2011 forecast series… PR
In the lead up to the release of Marketing magazine’s annual publication for 2012, The Marketing Survival Guide, we’re winding back the clock to the start of last year and sharing the ‘Industry leader’ columns from 2011′s Digital Survival Guide to see just how much has changed, what has stayed the same, and generally what life was like over a year ago across eight areas of digital marketing, continuing today with PR, in a piece titled ‘Back on solid ground’.
2 Feb 2011 – Developments and advances in digital technologies are influencing the practise of public relations. But does this influence require a seismic shift for public relations? Or should public relations professionals view the changing digital landscape as tremors, best addressed by the confirmation and reminder of bedrock principles of public relations?

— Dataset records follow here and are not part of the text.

//! Oracle dialect for migrations.
//!
//! Oracle has no auto-increment column type, so key columns are filled by a
//! per-table sequence and a BEFORE INSERT trigger.

use crate::error::{MigrateError, Result};
use crate::operations::ColumnChanges;
use crate::schema::{Column, ColumnType, Delta};

use super::{
    altered_column, effective_length, ensure_reference_type_kept, literal_type, MigrationDialect,
};

/// Oracle migration dialect.
#[derive(Debug, Clone, Default)]
pub struct OracleDialect;

impl OracleDialect {
    /// Creates a new Oracle dialect.
    #[must_use]
    pub const fn new() -> Self {
        Self
    }

    fn sequence_name(&self, table: &str) -> String {
        self.quote_identifier(&format!("{}_sequence", table))
    }
}

impl MigrationDialect for OracleDialect {
    fn name(&self) -> &'static str {
        "oracle"
    }

    fn placeholder(&self, index: usize) -> String {
        format!(":{}", index)
    }

    fn inline_references(&self) -> bool {
        false
    }

    fn supports_partial_indexes(&self) -> bool {
        false
    }

    fn add_column_keyword(&self) -> &'static str {
        "ADD"
    }

    fn type_name(&self, column: &Column, type_: &ColumnType) -> Result<String> {
        let name = match type_ {
            ColumnType::Id | ColumnType::BigId => "NUMBER PRIMARY KEY".to_string(),
            ColumnType::String | ColumnType::Password | ColumnType::Upload => {
                format!("VARCHAR2({})", effective_length(column, type_).unwrap_or_default())
            }
            ColumnType::Text
            | ColumnType::Json
            | ColumnType::ListReference { .. }
            | ColumnType::ListString
            | ColumnType::ListInteger => "CLOB".to_string(),
            ColumnType::Integer => "INT".to_string(),
            ColumnType::BigInt | ColumnType::Reference { .. } | ColumnType::BigReference { .. } => {
                "NUMBER".to_string()
            }
            ColumnType::Float => "BINARY_FLOAT".to_string(),
            ColumnType::Double => "BINARY_DOUBLE".to_string(),
            ColumnType::Boolean => "CHAR(1)".to_string(),
            ColumnType::Date => "DATE".to_string(),
            ColumnType::Time => "CHAR(8)".to_string(),
            ColumnType::DateTime => "TIMESTAMP".to_string(),
            ColumnType::Blob => "BLOB".to_string(),
            ColumnType::Decimal { precision, scale } => {
                format!("NUMBER({},{})", precision, scale)
            }
            ColumnType::Geometry(_) | ColumnType::Geography(_) => {
                return Err(MigrateError::Unsupported(format!(
                    "oracle spatial column '{}'",
                    column.name
                )))
            }
        };
        Ok(name)
    }

    fn after_create_table(&self, table: &str, columns: &[Column]) -> Result<Vec<String>> {
        let mut key = None;
        for column in columns {
            if column.column_type()?.is_id() {
                key = Some(column);
                break;
            }
        }
        let Some(key) = key else {
            return Ok(Vec::new());
        };

        let sequence = self.sequence_name(table);
        Ok(vec![
            format!(
                "CREATE SEQUENCE {} START WITH 1 INCREMENT BY 1 NOMAXVALUE MINVALUE -1",
                sequence
            ),
            format!(
                "CREATE OR REPLACE TRIGGER {} BEFORE INSERT ON {} FOR EACH ROW BEGIN \
                 SELECT {}.nextval INTO :NEW.{} FROM DUAL; END;",
                self.quote_identifier(&format!("{}_crtr", table)),
                self.quote_identifier(table),
                sequence,
                self.quote_identifier(&key.name)
            ),
        ])
    }

    fn drop_table(&self, table: &str) -> Vec<String> {
        vec![
            format!(
                "DROP TABLE {} CASCADE CONSTRAINTS",
                self.quote_identifier(table)
            ),
            format!(
                "BEGIN EXECUTE IMMEDIATE 'DROP SEQUENCE {}'; \
                 EXCEPTION WHEN OTHERS THEN NULL; END;",
                self.sequence_name(table)
            ),
        ]
    }

    fn alter_column(
        &self,
        table: &str,
        column: &str,
        modify: &ColumnChanges,
        existing: &ColumnChanges,
    ) -> Result<Vec<String>> {
        if modify.is_empty() {
            return Ok(Vec::new());
        }
        ensure_reference_type_kept(table, column, modify, existing)?;

        let mut parts = vec![self.quote_identifier(column)];
        if modify.type_.is_some() || modify.length.is_set() {
            let altered = altered_column(table, column, modify, existing)?;
            let type_ = altered.column_type()?;
            if type_.is_id() {
                return Err(MigrateError::Unsupported(format!(
                    "changing key column '{}.{}' in place",
                    table, column
                )));
            }
            parts.push(self.type_name(&altered, &type_)?);
        }
        match &modify.default {
            Delta::Unset => {}
            Delta::Null => parts.push("DEFAULT NULL".to_string()),
            Delta::Value(default) => parts.push(format!(
                "DEFAULT {}",
                self.default_literal(default, &literal_type(modify, existing))
            )),
        }
        match modify.notnull {
            Some(true) => parts.push("NOT NULL".to_string()),
            Some(false) => parts.push("NULL".to_string()),
            None => {}
        }

        Ok(vec![format!(
            "ALTER TABLE {} MODIFY ({})",
            self.quote_identifier(table),
            parts.join(" ")
        )])
    }
}

#[cfg(test)]
mod tests {
    use super::*;

    #[test]
    fn test_create_table_adds_sequence_and_trigger() {
        let dialect = OracleDialect::new();
        let sql = dialect
            .create_table(
                "things",
                &[Column::new("id", "id"), Column::new("name", "string").length(20)],
            )
            .unwrap();
        assert_eq!(sql.len(), 3);
        assert_eq!(
            sql[0],
            "CREATE TABLE \"things\" (\n  \"id\" NUMBER PRIMARY KEY,\n  \"name\" VARCHAR2(20)\n)"
        );
        assert!(sql[1].starts_with("CREATE SEQUENCE \"things_sequence\""));
        assert!(sql[2].contains("BEFORE INSERT ON \"things\""));
        assert!(sql[2].contains("INTO :NEW.\"id\""));
    }

    #[test]
    fn test_table_without_key_has_no_sequence() {
        let dialect = OracleDialect::new();
        let sql = dialect
            .create_table("notes", &[Column::new("body", "text")])
            .unwrap();
        assert_eq!(sql.len(), 1);
    }

    #[test]
    fn test_add_column_uses_add() {
        let dialect = OracleDialect::new();
        let sql = dialect
            .add_column("things", &Column::new("age", "integer").notnull())
            .unwrap();
        assert_eq!(sql, vec!["ALTER TABLE \"things\" ADD \"age\" INT NOT NULL"]);
    }

    #[test]
    fn test_alter_column_modify() {
        let dialect = OracleDialect::new();
        let sql = dialect
            .alter_column(
                "things",
                "name",
                &ColumnChanges::new().set_notnull(false),
                &ColumnChanges::new().set_notnull(true),
            )
            .unwrap();
        assert_eq!(sql, vec!["ALTER TABLE \"things\" MODIFY (\"name\" NULL)"]);
    }
}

It’s challenging keeping up with the pace of digital change and ideas. Just as we sort through RSS and SEO, analytics and apps, YouTube, Twitter and Facebook, along comes augmented reality, cloud computing, geo- targeting and media meshing. Social media, web 2.0, is almost last season before the trends are confirmed, and the next season of semantic web, web 3.0, is arriving.
Digital has transformed the way information is stored, sorted and retrieved. The way knowledge is built is shifting. Mobile and portable media are now mainstream, and traditional journalism faces a different future. In the digital world, there’s a lot more talk, but being part of a conversation often means navigating through chatter and noise. The pace and scope of these changes are challenging, but the changes present unparalleled opportunities to listen, connect, participate, engage and understand.
Face-to-face events are being complemented by and, in some cases, replaced with meetings in a virtual world. We’re talking in rooms and conference centres, but we’re tweeting with a hash tag from there too, and some of the keynotes are coming in on Skype. We’re in webinars, uploading and downloading in SlideShare, and posting reviews on blogs and wikis.
Anchoring practice in principles is the approach for public relations to take when riding these waves of constant change. It serves to get back to basics – reminding ourselves that public relations is about building relationships and communities. Public relations is also about scanning and spanning boundaries between organisations, stakeholders and audiences, and environments that are increasingly dynamic. Back to basics means being clear about your goal and objectives, the messages you need to communicate, the conversations in which you participate. Back to basics means integration. Digital shouldn’t be viewed as novel or new. And digital hasn’t eclipsed or replaced traditional communication. Rather, digital increases the breadth and depth of choices we need to make in order to communicate.
The back to basics approach may seem elementary, but with choice and constant change come challenge and complication. Public relations professionals need to match the return to principles and back to basics, with expertise and a skillset to operate in both traditional and new communication spaces. These skills and expertise are evolving rather than mastered, drawing on dynamic knowledge and a fluid approach to learning. Digital audiences are shifting emphasis from browsing and consuming information, to contributing and sharing content, and increasing participation in conversations. There’s new connectivity and platforms offering opportunities to communicate online.
The successful public relations professional must have agility to operate in this environment. This agility needs to be balanced by a foundation of strong analytical and strategic thinking, a core skill set, a commitment to maintaining current knowledge and the attitude to adapt.
Public relations doesn’t need a seismic shift. The tremors will continue, but public relations is returning to solid ground.